Senza contare gli effetti sui processi di business che questo software deve supportare e sulla relativa soddisfazione degli utenti.
E’ chiaro che in un contesto di non semplice lettura anche la scelta di operare di default con il best of breed può portare solo ad una eccessiva frammentazione delle applicazioni perdendo il beneficio dell’integrazione che rimane, comunque, uno degli elementi di attenzione massima nell’ottica della minimizzazione del TCO.
Certo non può e non deve essere considerata un fattore d’integrazione la scelta di un unico vendor su tutte le aree ERP, CPM e BI.
Semplicemente perché è falso.
I vendor, pur rimanendo sotto il solito nome, propongono software differenti a copertura delle differenti aree che quasi mai sono integrati e che neanche hanno road map di prodotto compatibili.
Ciò è tanto più vero quando maggiore è la ricerca di una integrazione verticale (cross tra i 3 layer prima elencati) piuttosto che una orizzontale (all’interno dello stesso layer).
Integrazione orizzontale e verticale
La mia personale esperienza ventennale nel campo delle applicazioni a supporto del mondo finance mi consente di riconoscere quando la leva dell’unificazione sotto un unico vendor è più una chiave commerciale che, non, di effettiva ricerca di benefici duraturi per l’intero ecosistema azienda.
Come già scritto prima ritengo, allo stesso tempo, impossibile identificare una visione che sia corretta in tutti i contesti.
Sono, però, convinto che non esista un unico vendor sul mercato capace di coprire tutti i layer, di cui in precedenza, nell’ottica della massimizzazione dei benefici complessivi.
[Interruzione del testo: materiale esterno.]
//! In-memory collaborators for exercising the compaction core.
//!
//! The doubles keep real bookkeeping (level composition, file registry,
//! commit application) so the end-to-end scenarios can assert the same
//! invariants a disk-backed session would maintain. Fault hooks let tests
//! fail the nth append, the nth table finish, a table create, or a commit.

use std::{
    collections::{BTreeMap, BTreeSet, VecDeque},
    sync::{
        atomic::{AtomicU64, Ordering as AtomicOrdering},
        Arc, Mutex, PoisonError,
    },
};

use bytes::Bytes;

use crate::{
    compaction::{CompactionCore, CompactionHandle},
    db::{DbHandle, FrozenMem},
    error::Error,
    key::{ikey, InternalComparator, KeyKind},
    option::Options,
    session::{Compaction, Session, SessionRecord, Version},
    table::{EntryIter, TableMeta, TableOps, TableWriter},
};

fn lock<T>(mutex: &Mutex<T>) -> std::sync::MutexGuard<'_, T> {
    mutex.lock().unwrap_or_else(PoisonError::into_inner)
}

/// Build one `(internal key, value)` entry.
pub(crate) fn kv(ukey: &str, seq: u64, kind: KeyKind, value: &str) -> (Bytes, Bytes) {
    (
        ikey(ukey.as_bytes(), seq, kind),
        Bytes::copy_from_slice(value.as_bytes()),
    )
}

// ---------------------------------------------------------------------------
// Table store

#[derive(Clone, Debug)]
pub(crate) struct TestTable {
    pub(crate) num: u64,
    pub(crate) entries: Vec<(Bytes, Bytes)>,
}

impl TestTable {
    fn meta(&self) -> TableMeta {
        let size: usize = self
            .entries
            .iter()
            .map(|(k, v)| k.len() + v.len())
            .sum();
        TableMeta {
            num: self.num,
            size: size as u64,
            imin: self.entries.first().map(|(k, _)| k.clone()).unwrap_or_default(),
            imax: self.entries.last().map(|(k, _)| k.clone()).unwrap_or_default(),
        }
    }
}

#[derive(Default)]
struct StoreInner {
    files: Mutex<BTreeMap<u64, TestTable>>,
    next_num: AtomicU64,
    append_count: AtomicU64,
    /// Fail every nth append across the store (0 = off).
    fail_append_every: AtomicU64,
    finish_count: AtomicU64,
    /// Fail the nth finish call, once (0 = off).
    fail_finish_at: AtomicU64,
    create_count: AtomicU64,
    /// Fail the nth `create`/`create_from` call with the given error, once.
    fail_create_at: Mutex<Option<(u64, Error)>>,
    /// Microseconds to stall every append, to widen race windows in tests.
    append_delay_micros: AtomicU64,
}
E, se l’integrazione deve essere ricercata (e va fatto), deve essere di tipo orizzontale, non verticale, essendo presenti sul mercato software capaci di coprire egregiamente i layer presi singolarmente ma non tutti assieme.
Anche perché pur scegliendo il medesimo vendor a copertura dei 3 layer, i prodotti forniti sono differenti e ad oggi non esiste integrazione tra questi nel senso pieno del termine.
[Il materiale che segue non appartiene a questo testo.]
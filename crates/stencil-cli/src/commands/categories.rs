//! Categories command implementation.

use std::path::Path;

use clap::Parser;
use serde::Serialize;
use stencil_templates::classify::namespace_prefix;

use crate::cli::CommandContext;
use crate::error::CliError;
use crate::output::{print_output, FormattedOutput};

/// List categories with their directories
#[derive(Debug, Parser)]
pub struct CategoriesCommand {}

impl CategoriesCommand {
    pub fn execute(&self, ctx: &CommandContext) -> Result<(), CliError> {
        let loader = &ctx.loader;
        let categories = loader
            .all_managers()
            .iter()
            .map(|manager| CategorySummary {
                name: manager.name(),
                internal: manager.category().is_internal(),
                prefix: namespace_prefix(loader.config_dir(), manager.config_root()),
                directory: manager.config_root(),
                defaults: manager.default_templates().len(),
                customized: manager.customized_templates().len(),
            })
            .collect();

        print_output(ctx, &CategoriesOutput { categories })
    }
}

#[derive(Debug, Serialize)]
#[serde(transparent)]
pub struct CategoriesOutput<'a> {
    pub categories: Vec<CategorySummary<'a>>,
}

#[derive(Debug, Serialize)]
pub struct CategorySummary<'a> {
    pub name: &'a str,
    pub internal: bool,
    /// Namespace prefix bundled paths must carry, empty for the root.
    pub prefix: String,
    pub directory: &'a Path,
    pub defaults: usize,
    pub customized: usize,
}

impl FormattedOutput for CategoriesOutput<'_> {
    fn format_text(&self) -> String {
        self.categories
            .iter()
            .map(|c| {
                let prefix = if c.prefix.is_empty() { "(root)" } else { c.prefix.as_str() };
                let internal = if c.internal { ", internal" } else { "" };
                format!(
                    "{}{internal}\n  prefix:     {prefix}\n  directory:  {}\n  templates:  {} bundled, {} customized",
                    c.name,
                    c.directory.display(),
                    c.defaults,
                    c.customized
                )
            })
            .collect::<Vec<_>>()
            .join("\n\n")
    }
}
La scelta di una società capace di indirizzare le scelte penso che sia di fondamentale importanza nella rivisitazione del landscape applicativo. Anche qui, però, attenzione massima ai partner di riferimento perché spesso e volentieri si cade nella rete del guardiacaccia che diventa bracconiere proponendo ciò che è più conveniente per le proprie tasche invece che per quelle dell’azienda che dovrebbe consigliare.